I’ve spent a small fortune at Shutterstock and thought it would be better to pay an artist I’ve actually met. This is a creation from one of the extremely talented members of the WTF Critique Group. Annie is an artist, a writer, an art critic and a world traveler. I hate her awesome talent. I think she has awesome talent!

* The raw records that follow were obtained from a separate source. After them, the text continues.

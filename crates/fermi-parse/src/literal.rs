//! Recognises the bit-exact cell literal grammar of §6.2: distribution
//! literals, error-code strings, and the `=`-prefix/`'`-escape rules that
//! decide whether raw cell text is a formula, a string, or a parsed number.

use once_cell::sync::Lazy;
use regex::Regex;

use fermi_common::ErrorKind;

use crate::ast::DistributionLiteral;

static ERROR_CODE_RE: Lazy<Regex> = Lazy::new(|| Regex::new(r"^#[A-Za-z0-9/]+[?!]?$").unwrap());

static GAUSSIAN_RE: Lazy<Regex> =
    Lazy::new(|| Regex::new(r"(?i)^N\(\s*(?:mu|μ)\s*=\s*([^,]+),\s*(?:sigma2|σ²)\s*=\s*([^)]+)\)$").unwrap());
static SAMPLED_RE: Lazy<Regex> =
    Lazy::new(|| Regex::new(r"(?i)^S\(\s*(?:mu|μ)\s*=\s*([^,]+),\s*(?:sigma2|σ²)\s*=\s*([^)]+)\)$").unwrap());
static CI_BRACKET_RE: Lazy<Regex> = Lazy::new(|| Regex::new(r"(?i)^CI\[\s*([^,]+),\s*([^\]]+)\]$").unwrap());
static BARE_BRACKET_RE: Lazy<Regex> = Lazy::new(|| Regex::new(r"^\[\s*([^,]+),\s*([^\]]+)\]$").unwrap());
static TO_RANGE_RE: Lazy<Regex> = Lazy::new(|| Regex::new(r"(?i)^\s*([^\s]+)\s+to\s+([^\s]+)\s*$").unwrap());
static LOGNORMAL_RE: Lazy<Regex> = Lazy::new(|| Regex::new(r"(?i)^LN\(\s*([^,]+),\s*([^)]+)\)$").unwrap());
static UNIFORM_RE: Lazy<Regex> = Lazy::new(|| Regex::new(r"(?i)^U\(\s*([^,]+),\s*([^)]+)\)$").unwrap());
static LEGACY_CONF_RE: Lazy<Regex> = Lazy::new(|| Regex::new(r"(?i)^P(\d+(?:\.\d+)?)\[\s*([^,]+),\s*([^\]]+)\]$").unwrap());

fn parse_f64(s: &str) -> Option<f64> {
    s.trim().parse::<f64>().ok()
}

/// Whether `text` starts a formula (§6.2).
pub fn is_formula(text: &str) -> bool {
    text.starts_with('=')
}

/// Apply the leading-apostrophe escape rule: `'=A1` stores the literal
/// string `"=A1"` rather than being treated as a formula.
pub fn strip_leading_apostrophe(text: &str) -> Option<&str> {
    text.strip_prefix('\'')
}

/// Match an error-code string (`#DIV/0!`, `#NAME?`, ...) against the
/// canonical taxonomy, falling back to the generic `Error` kind for any
/// text that matches the shape but not a known code.
pub fn parse_error_literal(text: &str) -> Option<ErrorKind> {
    let trimmed = text.trim();
    if !ERROR_CODE_RE.is_match(trimmed) {
        return None;
    }
    Some(ErrorKind::parse(trimmed).unwrap_or(ErrorKind::Error))
}

/// Recognise one of the §6.2 distribution literal patterns. Returns
/// `None` if `text` doesn't match any of them.
pub fn parse_distribution_literal(text: &str) -> Option<DistributionLiteral> {
    let t = text.trim();

    if let Some(c) = GAUSSIAN_RE.captures(t) {
        let mean = parse_f64(&c[1])?;
        let variance = parse_f64(&c[2])?;
        return Some(DistributionLiteral::Gaussian { mean, variance });
    }
    if let Some(c) = SAMPLED_RE.captures(t) {
        let mean = parse_f64(&c[1])?;
        let variance = parse_f64(&c[2])?;
        return Some(DistributionLiteral::Sampled { mean, variance });
    }
    if let Some(c) = LOGNORMAL_RE.captures(t) {
        let mean = parse_f64(&c[1])?;
        let variance = parse_f64(&c[2])?;
        return Some(DistributionLiteral::LogNormal { mean, variance });
    }
    if let Some(c) = UNIFORM_RE.captures(t) {
        let lo = parse_f64(&c[1])?;
        let hi = parse_f64(&c[2])?;
        return Some(DistributionLiteral::Uniform { lo, hi });
    }
    if let Some(c) = LEGACY_CONF_RE.captures(t) {
        let confidence_pct = parse_f64(&c[1])?;
        let lo = parse_f64(&c[2])?;
        let hi = parse_f64(&c[3])?;
        return Some(DistributionLiteral::ConfidenceInterval { lo, hi, confidence_pct });
    }
    if let Some(c) = CI_BRACKET_RE.captures(t) {
        let lo = parse_f64(&c[1])?;
        let hi = parse_f64(&c[2])?;
        return Some(DistributionLiteral::ConfidenceInterval { lo, hi, confidence_pct: 90.0 });
    }
    if let Some(c) = BARE_BRACKET_RE.captures(t) {
        let lo = parse_f64(&c[1])?;
        let hi = parse_f64(&c[2])?;
        return Some(DistributionLiteral::ConfidenceInterval { lo, hi, confidence_pct: 90.0 });
    }
    if let Some(c) = TO_RANGE_RE.captures(t) {
        let lo = parse_f64(&c[1])?;
        let hi = parse_f64(&c[2])?;
        return Some(DistributionLiteral::ConfidenceInterval { lo, hi, confidence_pct: 90.0 });
    }
    None
}

#[cfg(test)]
mod tests {
    use super::*;

    #[test]
    fn gaussian_literal_with_unicode_params() {
        let lit = parse_distribution_literal("N(μ=3.5, σ²=0.25)").unwrap();
        assert_eq!(lit, DistributionLiteral::Gaussian { mean: 3.5, variance: 0.25 });
    }

    #[test]
    fn gaussian_literal_with_ascii_params() {
        let lit = parse_distribution_literal("N(mu=3.5, sigma2=0.25)").unwrap();
        assert_eq!(lit, DistributionLiteral::Gaussian { mean: 3.5, variance: 0.25 });
    }

    #[test]
    fn bare_bracket_and_ci_bracket_agree_at_90_pct() {
        let bare = parse_distribution_literal("[10, 20]").unwrap();
        let ci = parse_distribution_literal("CI[10, 20]").unwrap();
        assert_eq!(bare, ci);
    }

    #[test]
    fn legacy_confidence_prefix() {
        let lit = parse_distribution_literal("P95[10, 20]").unwrap();
        assert_eq!(
            lit,
            DistributionLiteral::ConfidenceInterval {
                lo: 10.0,
                hi: 20.0,
                confidence_pct: 95.0
            }
        );
    }

    #[test]
    fn to_range_literal() {
        let lit = parse_distribution_literal("10 to 20").unwrap();
        assert_eq!(
            lit,
            DistributionLiteral::ConfidenceInterval {
                lo: 10.0,
                hi: 20.0,
                confidence_pct: 90.0
            }
        );
    }

    #[test]
    fn error_literal_matches_known_code() {
        assert_eq!(parse_error_literal("#DIV/0!"), Some(ErrorKind::DivByZero));
        assert_eq!(parse_error_literal("#BOGUS!"), Some(ErrorKind::Error));
        assert_eq!(parse_error_literal("hello"), None);
    }

    #[test]
    fn single_arg_gaussian_literal_is_left_unmatched() {
        // §8.3: "Parsing N(1) (one arg) leaves the string unmatched."
        assert_eq!(parse_distribution_literal("N(1)"), None);
    }

    #[test]
    fn apostrophe_escapes_formula_marker() {
        assert_eq!(strip_leading_apostrophe("'=A1"), Some("=A1"));
        assert!(is_formula("=A1+B1"));
        assert!(!is_formula("'=A1"));
    }
}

I asked her to make a drawing that looks like me but add a top hat.
Done and done.
Meet the Mayor of Crazie Town. She confirmed that hilariously funny and entertaining blog posts will soon follow.
Welcome back, Mayor!
Thanks, Sally!
This just proves that you can’t keep a good gal down. I am looking forward to much laughter.
Helen Abramson
Thanks, Helen.
The comments have been very encouraging!
Hear, hear, Madame Mayor! I’ve missed you. How booked is your official appearance calendar? Maybe you’d be available to attend a “ribbon cutting” at a special place in OH?? Details to follow!
Dear Kerry,
The Mayor is always available (appearance fee expected) for any ribbon cutting of any special place, Ohio or otherwise.
You look goood!
Dear Jessica,
Thanks! (You know that’s not really me, right?)
Missed you.
Perhaps you’ve invented the next craze-lubricated yoga. You could make millions.
Dear CM,
I will anticipate the $ millions $ rolling in.
So glad to see you back. What better person to be than the Mayor of Crazy Town. I could be one of your City Council members. I’m right there with you with life complications. Keep your chin up and hugs to you!
Thanks, Marian! Chin is up and accepting all hugs.
Love the avatar- esp the top hat!
Dear Anonymous,
The top hat may have to be added to the real life Mayor. What do you think?
Nice to see you here. I can’t think of a better way to cry than in child’s pose. I’ll have to remember that. Glad you’ve had WTF.
Dear, Janet.
Thanks for your comment. It is true, WTF rocks!
Aww heck. Now I’m off to find a dvd on the guest room and do an hour of sun salutations.
Glad you’re back, and encouraging all of us.
Hi, Robert!
Sun Salutations are my favorite – or were. And, will be again one day. Thanks for commenting.
Dear Mayor,
It is so good to hear from you again. I missed you while you were gone.
I’m sorry to hear of your many losses, and also very glad that you thought to do yoga while you were going through such a hard time. My heart goes out to you. If you’re going to get stuck in a pose, Child’s Pose is a good one. I also recommend sivasana…that’s where I created my puddle. Life can be so hard. Yoga helps.
I look forward to reading your many upcoming hilariously funny and entertaining posts.
Julie
Dear Julianne256.
Thanks for hanging in there with me and especially thanks for the heartfelt words of encouragement.
I have only one New Year’s Resolution and it is To Smile. It’s amazing what a difference this one little facial expression can have on my day.
Just know that if we could see you smile, a bunch of us would be smiling back at you. You rock!